Tens of thousands of patients' records have fallen into the hands of criminals after thefts of laptop computers from a hospital and a GP's home, it emerged yesterday.
In the latest in a string of cases where personal data of huge numbers of people has gone missing, the information was stored on the portable machines in contravention of NHS guidelines.
Confidential medical records of around 11,000 patients, along with their names, addresses and dates of birth, were on a laptop stolen from the home of a doctor in Wolverhampton.
The information was supposed to be encrypted, but checks have found this had not happened, making the data accessible if passwords are cracked.
In a separate blunder which also emerged yesterday, details of another 20,000 patients went missing after six laptops were stolen from filing cabinets at a major teaching hospital.The computers were stolen earlier this month from St George's Hospital, in Tooting, South-West London.

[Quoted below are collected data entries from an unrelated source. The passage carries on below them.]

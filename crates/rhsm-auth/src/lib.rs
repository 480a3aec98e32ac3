//! Access token acquisition for the subscription allocation API
//!
//! The API authenticates with short-lived bearer tokens minted from a
//! long-lived offline token. `request_access_token` performs that exchange;
//! callers cache the result for one allocation session and call it again
//! whenever they drop the cached token.

pub mod constants;
pub mod error;
pub mod token;

pub use constants::*;
pub use error::{Error, Result};
pub use token::{TokenResponse, request_access_token};
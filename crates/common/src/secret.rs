//! Redacting wrapper for tokens
//!
//! Offline tokens and bearer tokens travel through request builders and
//! settings structs that derive `Debug`. Wrapping them here keeps them out of
//! log lines and zeroes the buffer when the value is dropped.

use std::fmt;
use zeroize::Zeroize;

/// Sensitive value - redacted in Debug/Display/logs
pub struct Secret<T: Zeroize>(T);

impl<T: Zeroize> Secret<T> {
    pub fn new(value: T) -> Self {
        Self(value)
    }

    /// Expose the inner value (use sparingly)
    pub fn expose(&self) -> &T {
        &self.0
    }
}

impl Secret<String> {
    /// True when the wrapped token is empty or whitespace.
    pub fn is_blank(&self) -> bool {
        self.0.trim().is_empty()
    }
}

impl From<String> for Secret<String> {
    fn from(value: String) -> Self {
        Self(value)
    }
}

impl From<&str> for Secret<String> {
    fn from(value: &str) -> Self {
        Self(value.to_owned())
    }
}

impl<T: Zeroize> fmt::Debug for Secret<T> {
    fn fmt(&self, f: &mut fmt::Formatter<'_>) -> fmt::Result {
        write!(f, "[REDACTED]")
    }
}

impl<T: Zeroize> fmt::Display for Secret<T> {
    fn fmt(&self, f: &mut fmt::Formatter<'_>) -> fmt::Result {
        write!(f, "[REDACTED]")
    }
}

impl<T: Zeroize> Drop for Secret<T> {
    fn drop(&mut self) {
        self.0.zeroize();
    }
}

impl<T: Zeroize + Clone> Clone for Secret<T> {
    fn clone(&self) -> Self {
        Self(self.0.clone())
    }
}

impl<T: Zeroize + PartialEq> PartialEq for Secret<T> {
    fn eq(&self, other: &Self) -> bool {
        self.0 == other.0
    }
}
//! Command handlers

use std::path::Path;

use anyhow::{Context, Result};
use manifester::{AllocationRecord, ManifestSpec, Manifester};
use tracing::{info, warn};

const BORDER: &str = "--------------------------------------";

/// Run the whole flow for one manifest category; returns the manifest path.
pub async fn get_manifest(manifester: &mut Manifester, spec: &ManifestSpec) -> Result<String> {
    let manifest = manifester
        .get_manifest_with_cleanup(spec)
        .await
        .context("failed to generate manifest")?;
    Ok(manifest.path.display().to_string())
}

/// Inventory entries addressed by index or name, or every entry with `all`.
pub fn select<'a>(
    inventory: &'a [AllocationRecord],
    selectors: &[String],
    all: bool,
) -> Vec<&'a AllocationRecord> {
    inventory
        .iter()
        .enumerate()
        .filter(|(index, record)| {
            all || selectors
                .iter()
                .any(|s| *s == index.to_string() || *s == record.name)
        })
        .map(|(_, record)| record)
        .collect()
}

/// Delete the selected allocations, optionally removing their manifest files.
///
/// Returns the number of allocations deleted.
pub async fn delete(
    manifester: &mut Manifester,
    selectors: &[String],
    all: bool,
    remove_manifest_file: bool,
) -> Result<usize> {
    let inventory = manifester
        .inventory()
        .load()
        .await
        .context("failed to load inventory")?;
    let selected: Vec<AllocationRecord> = select(&inventory, selectors, all)
        .into_iter()
        .cloned()
        .collect();
    if selected.is_empty() {
        warn!(?selectors, "no inventory entries matched");
        return Ok(0);
    }

    let manifest_dir = manifester.config().manifest_dir.clone();
    for record in &selected {
        manifester
            .delete_allocation(Some(&record.uuid))
            .await
            .with_context(|| format!("failed to delete allocation {}", record.name))?;
        if remove_manifest_file {
            remove_manifest(&manifest_dir, &record.name).await;
        }
    }
    Ok(selected.len())
}

async fn remove_manifest(dir: &Path, name: &str) {
    let path = dir.join(format!("{name}_manifest.zip"));
    match tokio::fs::remove_file(&path).await {
        Ok(()) => info!(path = %path.display(), "removed manifest file"),
        Err(e) => warn!(path = %path.display(), error = %e, "could not remove manifest file"),
    }
}

/// Inventory contents, optionally re-synced from the API first.
pub async fn inventory(manifester: &mut Manifester, sync: bool) -> Result<Vec<AllocationRecord>> {
    if sync {
        manifester
            .refresh_inventory()
            .await
            .context("failed to sync inventory")?;
    }
    manifester
        .inventory()
        .load()
        .await
        .context("failed to load inventory")
}

/// Index/name table.
pub fn render_table(records: &[AllocationRecord]) -> String {
    let mut out = String::new();
    out.push_str(BORDER);
    out.push('\n');
    out.push_str(&format!("| {:<5} | {:<26} |\n", "Index", "Allocation Name"));
    out.push_str(BORDER);
    out.push('\n');
    for (index, record) in records.iter().enumerate() {
        out.push_str(&format!("| {index:<5} | {:<26} |\n", record.name));
        out.push_str(BORDER);
        out.push('\n');
    }
    out
}

/// Every known field of every record.
pub fn render_details(records: &[AllocationRecord]) -> String {
    let mut out = String::new();
    for (index, record) in records.iter().enumerate() {
        out.push_str(&format!("{index}:\n"));
        let mut field = |key: &str, value: Option<String>| {
            if let Some(value) = value {
                out.push_str(&format!("    {key}: {value}\n"));
            }
        };
        field("uuid", Some(record.uuid.clone()));
        field("name", Some(record.name.clone()));
        field("type", record.allocation_type.clone());
        field("version", record.version.clone());
        field(
            "entitlementsAttachedQuantity",
            record.entitlements_attached_quantity.map(|q| q.to_string()),
        );
        field("simpleContentAccess", record.simple_content_access.clone());
    }
    out
}
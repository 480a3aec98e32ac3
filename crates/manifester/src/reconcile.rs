//! Entitlement reconciliation
//!
//! Attaches one desired subscription to the current allocation. The attach
//! endpoint is not reliable about what it reports: a 404, 429, 500 or 504 may
//! arrive after some or all of the entitlements were attached. Those statuses
//! are resolved by reading the allocation's attached entitlements back and
//! trying again for whatever is still missing, against a freshly fetched pool
//! listing.
//!
//! Each round:
//! 1. Fetch pools (cached until the previous attach invalidated them)
//! 2. Pick the first pool, in server order, named after the subscription with
//!    more than `quantity` entitlements available (or unlimited)
//! 3. POST one attach for `quantity`; the call is not retried, since a
//!    duplicate attach would over-allocate
//! 4. 200 → done. 404/429/500/504 → verify. Anything else → error.
//!
//! Rounds are capped by `Tuning::max_reconcile_rounds`.

use requester::ApiRequest;
use serde::Deserialize;
use tracing::{debug, info, warn};

use crate::error::{Error, Result};
use crate::lifecycle::{LifecycleState, Manifester};
use crate::metrics::record_attach;
use crate::model::{AttachedEntitlement, DesiredSubscription, Pool};

/// Attach statuses that may hide a partial success.
const AMBIGUOUS_ATTACH_STATUSES: [u16; 4] = [404, 429, 500, 504];

#[derive(Deserialize)]
struct AllocationDetail {
    body: DetailBody,
}

#[derive(Deserialize)]
#[serde(rename_all = "camelCase")]
struct DetailBody {
    #[serde(default)]
    entitlements_attached: Option<EntitlementList>,
}

#[derive(Deserialize)]
struct EntitlementList {
    #[serde(default)]
    value: Vec<AttachedEntitlement>,
}

/// First pool in `pools` that can supply `desired`.
pub fn select_pool<'a>(pools: &'a [Pool], desired: &DesiredSubscription) -> Option<&'a Pool> {
    pools
        .iter()
        .filter(|p| p.subscription_name == desired.name)
        .find(|p| p.can_supply(desired.quantity))
}

impl Manifester {
    /// Attach every subscription in order, stopping at the first failure.
    pub async fn reconcile_all(&mut self, subscriptions: &mut [DesiredSubscription]) -> Result<()> {
        for desired in subscriptions.iter_mut() {
            self.reconcile_subscription(desired).await?;
        }
        self.state = LifecycleState::EntitlementsReconciled;
        Ok(())
    }

    /// Attach `desired.quantity` entitlements of `desired.name`.
    ///
    /// On a partial attach `desired.quantity` is lowered to the amount still
    /// missing. Returns the pool recorded as active for the subscription.
    pub async fn reconcile_subscription(&mut self, desired: &mut DesiredSubscription) -> Result<Pool> {
        if desired.quantity == 0 {
            return Err(Error::InvalidQuantity(desired.name.clone()));
        }
        let requested = desired.quantity;
        let max_rounds = self.config.tuning.max_reconcile_rounds.max(1);
        let delay = self.config.tuning.reconcile_delay;

        for round in 1..=max_rounds {
            if round > 1 && !delay.is_zero() {
                tokio::time::sleep(delay).await;
            }

            let pools = self.subscription_pools().await?;
            let Some(pool) = select_pool(&pools, desired).cloned() else {
                let candidates = pools
                    .iter()
                    .filter(|p| p.subscription_name == desired.name)
                    .count();
                warn!(
                    subscription = %desired.name,
                    quantity = desired.quantity,
                    candidates,
                    "no pool can supply subscription"
                );
                return Err(Error::NoEligiblePool {
                    subscription: desired.name.clone(),
                    quantity: desired.quantity,
                    candidates,
                });
            };
            debug!(
                subscription = %desired.name,
                pool_id = %pool.id,
                available = pool.entitlements_available,
                quantity = desired.quantity,
                round,
                "attaching entitlements"
            );

            let response = self.attach_entitlements(&pool.id, desired.quantity).await?;
            self.invalidate_pools();
            let status = response.status();

            if status == 200 {
                record_attach("attached");
                self.activate(pool.clone()).await?;
                info!(subscription = %desired.name, quantity = desired.quantity, "entitlements attached");
                return Ok(pool);
            }

            if !AMBIGUOUS_ATTACH_STATUSES.contains(&status) {
                record_attach("failed");
                return Err(Error::EntitlementAttach {
                    pool_id: pool.id,
                    status,
                    body: response.text(),
                });
            }

            let attached = self.attached_quantity(&desired.name).await?;
            if attached >= requested {
                if attached > requested {
                    warn!(
                        subscription = %desired.name,
                        attached,
                        requested,
                        "more entitlements attached than requested"
                    );
                }
                record_attach("verified");
                self.activate(pool.clone()).await?;
                info!(subscription = %desired.name, attached, status, "entitlements verified after error status");
                return Ok(pool);
            }

            record_attach("retry");
            desired.quantity = requested - attached;
            debug!(
                subscription = %desired.name,
                status,
                attached,
                remaining = desired.quantity,
                "attach incomplete, refreshing pools"
            );
        }

        warn!(subscription = %desired.name, rounds = max_rounds, remaining = desired.quantity, "reconciliation did not converge");
        Err(Error::ReconcileExhausted {
            subscription: desired.name.clone(),
            rounds: max_rounds,
            remaining: desired.quantity,
        })
    }

    async fn attach_entitlements(&mut self, pool_id: &str, quantity: u32) -> Result<requester::ApiResponse> {
        let url = format!("{}/entitlements", self.allocation_url()?);
        let token = self.access_token().await?;
        let request = ApiRequest::post(url)
            .bearer(&token)
            .query("pool", pool_id)
            .query("quantity", quantity);
        Ok(self.requester.send(&request).await?)
    }

    /// Total entitlements of `subscription_name` on the current allocation.
    async fn attached_quantity(&mut self, subscription_name: &str) -> Result<u32> {
        let url = self.allocation_url()?;
        let response = self
            .send(ApiRequest::get(&url).query("include", "entitlements"))
            .await?;
        if !response.is_success() {
            return Err(Error::Http {
                status: response.status(),
                url,
            });
        }
        let detail: AllocationDetail = response.json()?;
        let attached = detail
            .body
            .entitlements_attached
            .map(|list| list.value)
            .unwrap_or_default()
            .iter()
            .filter(|e| e.subscription_name == subscription_name)
            .map(|e| e.entitlement_quantity)
            .sum();
        Ok(attached)
    }

    /// Record `pool` as the active pool for its subscription.
    async fn activate(&mut self, pool: Pool) -> Result<()> {
        self.active_pools
            .retain(|p| p.subscription_name != pool.subscription_name);
        self.active_pools.push(pool);
        self.refresh_inventory().await?;
        Ok(())
    }
}
//! Error types for token acquisition

/// Errors from the token endpoint.
#[derive(Debug, thiserror::Error)]
pub enum Error {
    #[error("authentication failed: {0}")]
    Auth(String),

    #[error(transparent)]
    Request(#[from] requester::Error),
}

/// Result alias for auth operations.
pub type Result<T> = std::result::Result<T, Error>;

The data, which also cannot be accessed without passwords, contained patients' names, postcodes, hospital numbers and dates of birth.
In some cases the information - which was being used to monitor waiting times - also referred to procedures they had undergone, but it did not contain medical histories.
Normally such information is stored on the hospital's central network, but because of technical problems it was being stored temporarily on the laptops.
Following both thefts, the health trusts concerned have written to the patients affected as well as informing police....
...More than 100 computers have been stolen from hospitals across London alone over the past year, some of them containing patients' medical histories.St George's said this was the fourth "data breach" it had suffered in the last year.
Campaigners have said such security lapses mean the Government should scrap plans for a centralised computer network containing all NHS records.
**They (Labour) can piss away trillions on pfi schemes, waste god alone knows how much on consultants an pen pushers, assorted bean counters whilst allowing cancer patients to die if they dare to top their NHS treatment but can they guard our data?